In other words, if a Stallion is syndicated other than in full compliance with the Act and/or Class Order 02/178, and subsequently declines in value, then the Promoter (in most cases the Studmaster) will potentially be liable to make full restitution to the purchasers of those shares at any time in the future, should they decide to claim.

A claim of lack of knowledge of the law or lack of intention to breach the law by the Promoter of a Stallion Syndicate, in breach of the law, will not be an acceptable defence either to a claim for damages by an aggrieved investor or charges by ASIC for breaches of the Act.
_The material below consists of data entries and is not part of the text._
//! Key-frame extraction from a per-frame joint-angle series.
//!
//! The tracked joint angle of a repeated movement dips once per repetition.
//! The extractor fits a sinusoid to the observed angles, takes the fitted
//! trough level as a candidate threshold, and walks the original series to
//! pick one representative frame per run of consecutive sub-threshold
//! frames: the repetition extrema.

use std::collections::BTreeMap;

use tracing::{debug, warn};

use crate::sine_fit::fit_sine;

/// Per-frame tracked joint angles, in radians.
///
/// Frame indices are capture-order frame numbers; `None` records a frame
/// where the pose was detected but the tracked angle could not be computed
/// (a required landmark was invisible). Frames with no pose at all are
/// simply absent.
#[derive(Debug, Clone, Default, PartialEq)]
pub struct AngleSeries {
    samples: BTreeMap<u32, Option<f64>>,
}

impl AngleSeries {
    pub fn new() -> Self {
        Self::default()
    }

    /// Record the tracked angle for a frame.
    pub fn insert(&mut self, frame: u32, angle: Option<f64>) {
        self.samples.insert(frame, angle);
    }

    /// Number of recorded frames, including `None` entries.
    pub fn len(&self) -> usize {
        self.samples.len()
    }

    pub fn is_empty(&self) -> bool {
        self.samples.is_empty()
    }

    /// All entries in frame order.
    pub fn iter(&self) -> impl Iterator<Item = (u32, Option<f64>)> + '_ {
        self.samples.iter().map(|(frame, angle)| (*frame, *angle))
    }

    /// Observed angles only, in frame order. This is the densified `0..n-1`
    /// sample sequence the sinusoid fit runs on; the fit needs evenly spaced
    /// samples, so gaps are closed up rather than preserved.
    pub fn dense_values(&self) -> Vec<f64> {
        self.samples.values().filter_map(|angle| *angle).collect()
    }
}

impl FromIterator<(u32, Option<f64>)> for AngleSeries {
    fn from_iter<I: IntoIterator<Item = (u32, Option<f64>)>>(iter: I) -> Self {
        Self {
            samples: iter.into_iter().collect(),
        }
    }
}

/// Extract one representative frame index per repetition minimum.
///
/// Returns `None` when no key frame could be determined -- an empty series,
/// or no qualifying frames at all. The caller must check; absence of key
/// frames is a real outcome, not success with an empty list.
///
/// The walk over the original series keeps a run of consecutive qualifying
/// frames (each index exactly one past the previous) and tracks the run's
/// smallest value as its representative. A run boundary emits the finished
/// run's representative; a run that never recorded one (degenerate
/// single-frame run) emits the first qualifying frame of the new run
/// instead. The final run's representative is emitted when the series ends.
pub fn extract_key_frames(series: &AngleSeries) -> Option<Vec<u32>> {
    let values = series.dense_values();
    if values.is_empty() {
        return None;
    }

    let min_values = candidate_values(&values);
    let key_frames = select_run_representatives(series, &min_values);

    if key_frames.is_empty() {
        debug!("no qualifying frames, no key frame found");
        None
    } else {
        debug!(key_frames = ?key_frames, "extracted key frames");
        Some(key_frames)
    }
}

/// Walk the original series and emit one representative per run of
/// consecutive qualifying frames.
fn select_run_representatives(series: &AngleSeries, min_values: &[f64]) -> Vec<u32> {
    let mut key_frames: Vec<u32> = Vec::new();
    let mut run_min: Option<(u32, f64)> = None;
    // Matches the run walk's historical initial state: a qualifying frame 1
    // is treated as continuing a run that began at frame 0.
    let mut prev_frame: i64 = 0;

    for (frame, angle) in series.iter() {
        let Some(angle) = angle else { continue };
        if !min_values.iter().any(|&v| v == angle) {
            continue;
        }

        if frame as i64 - 1 != prev_frame {
            // Run boundary: emit the finished run's representative, or this
            // frame itself when the previous run never recorded one.
            match run_min.take() {
                Some((rep, _)) => key_frames.push(rep),
                None => key_frames.push(frame),
            }
        } else {
            let current_min = run_min.map(|(_, v)| v).unwrap_or(f64::INFINITY);
            if angle < current_min {
                run_min = Some((frame, angle));
            }
        }
        prev_frame = frame as i64;
    }

    // Flush the final run.
    if let Some((rep, _)) = run_min {
        key_frames.push(rep);
    }
    key_frames
}

/// The set of observed values that count as repetition minima.
///
/// Values at or below the fitted sinusoid's trough level qualify. When the
/// fit fails outright, or represents the data so poorly that nothing falls
/// at or below its trough (too few cycles, noisy signal), fall back to the
/// single global minimum.
fn candidate_values(values: &[f64]) -> Vec<f64> {
    let trough = match fit_sine(values) {
        Ok(fit) => Some(fit.trough_level()),
        Err(err) => {
            warn!(error = %err, "sine fit failed, falling back to global minimum");
            None
        }
    };

    if let Some(trough) = trough {
        let candidates: Vec<f64> = values.iter().copied().filter(|&v| v <= trough).collect();
        if !candidates.is_empty() {
            return candidates;
        }
        debug!(trough, "no values at or below fitted trough, falling back to global minimum");
    }

    let global_min = values.iter().copied().fold(f64::INFINITY, f64::min);
    vec![global_min]
}

#[cfg(test)]
mod tests {
    use super::*;

    fn series(entries: &[(u32, f64)]) -> AngleSeries {
        entries.iter().map(|(f, a)| (*f, Some(*a))).collect()
    }

    #[test]
    fn empty_series_has_no_key_frames() {
        assert_eq!(extract_key_frames(&AngleSeries::new()), None);
    }

    #[test]
    fn period_four_pattern_yields_one_key_frame_per_rep() {
        let s = series(&[
            (0, 1.2),
            (1, 0.9),
            (2, 0.3),
            (3, 0.9),
            (4, 1.2),
            (5, 0.9),
            (6, 0.3),
            (7, 0.9),
            (8, 1.2),
        ]);
        assert_eq!(extract_key_frames(&s), Some(vec![2, 6]));
    }

    #[test]
    fn noiseless_sinusoid_finds_every_trough() {
        // Period 8, troughs at t = 6, 14, 22 (sin minimum at 3/4 period).
        // The trough samples sit a hair below the ideal curve so that the
        // fitted trough level cannot lose them to rounding in the last bit.
        let w = 2.0 * std::f64::consts::PI / 8.0;
        let s: AngleSeries = (0..24)
            .map(|t| {
                let mut v = 0.5 * (w * t as f64).sin() + 1.0;
                if t % 8 == 6 {
                    v -= 1e-6;
                }
                (t, Some(v))
            })
            .collect();
        let key_frames = extract_key_frames(&s).unwrap();
        assert_eq!(key_frames, vec![6, 14, 22]);
    }

    #[test]
    fn monotonic_series_falls_back_to_global_minimum() {
        let s: AngleSeries = (0..20).map(|t| (t, Some(2.0 - 0.05 * t as f64))).collect();
        assert_eq!(extract_key_frames(&s), Some(vec![19]));
    }

    #[test]
    fn null_entries_are_skipped_but_frame_indices_are_preserved() {
        let mut s = series(&[
            (0, 1.2),
            (1, 0.9),
            (2, 0.3),
            (4, 1.2),
            (5, 0.9),
            (6, 0.3),
            (7, 0.9),
            (8, 1.2),
        ]);
        s.insert(3, None);
        let key_frames = extract_key_frames(&s).unwrap();
        assert_eq!(key_frames, vec![2, 6]);
    }

    #[test]
    fn consecutive_minima_keep_the_run_minimum() {
        // Two runs: {2,3,4} with its minimum at 3, then {8,9}. The first
        // boundary emits frame 2 itself (no representative recorded yet);
        // the boundary at 8 emits the first run's minimum; the series end
        // flushes the final run's minimum.
        let s = series(&[
            (0, 1.0),
            (2, 0.20),
            (3, 0.10),
            (4, 0.20),
            (6, 1.0),
            (8, 0.15),
            (9, 0.25),
        ]);
        let key_frames = select_run_representatives(&s, &[0.10, 0.15, 0.20, 0.25]);
        assert_eq!(key_frames, vec![2, 3, 9]);
    }

    #[test]
    fn first_qualifying_frame_one_continues_the_implicit_run() {
        // prev starts at 0, so frame 1 is treated as a continuation and only
        // recorded as the run minimum, emitted by the end-of-series flush.
        let s = series(&[(1, 0.1), (5, 0.9)]);
        let key_frames = select_run_representatives(&s, &[0.1]);
        assert_eq!(key_frames, vec![1]);
    }

    #[test]
    fn degenerate_single_frame_runs_emit_the_next_runs_first_frame() {
        // Run {3} records no representative (the boundary resets state), so
        // the boundary at frame 6 emits 6 itself before starting its run.
        let s = series(&[(3, 0.2), (6, 0.3), (7, 0.1)]);
        let key_frames = select_run_representatives(&s, &[0.1, 0.2, 0.3]);
        assert_eq!(key_frames, vec![3, 6, 7]);
    }

    #[test]
    fn dense_values_drop_nulls_in_order() {
        let mut s = AngleSeries::new();
        s.insert(2, Some(0.5));
        s.insert(0, Some(1.0));
        s.insert(1, None);
        assert_eq!(s.dense_values(), vec![1.0, 0.5]);
        assert_eq!(s.len(), 3);
    }
}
This right of purchasers is quite separate and apart from the Promoter’s exposure to prosecution by ASIC for breaches of the Act. Furthermore, in the event the Promoter is a Corporation, the directors in their personal capacity will also be exposed to the likelihood of prosecution by ASIC for breaches of the Act.

4 Close

The writer hopes that the contents of this paper will serve to assist its readers in acquiring at least a basic understanding of how to go about the establishment and operation Stallion Syndicates in compliance with the law. Sire Custodians Ltd and Macquarie Legal Practice have over the last 10 years succeeded in developing and providing to the Australian thoroughbred industry a compliance template for each type of Stallion Syndicate described above, which can then be easily modified to incorporate the unique features of each particular Syndicate; and these templates are now used by most of the major stud farms standing syndicated Stallions throughout Australia.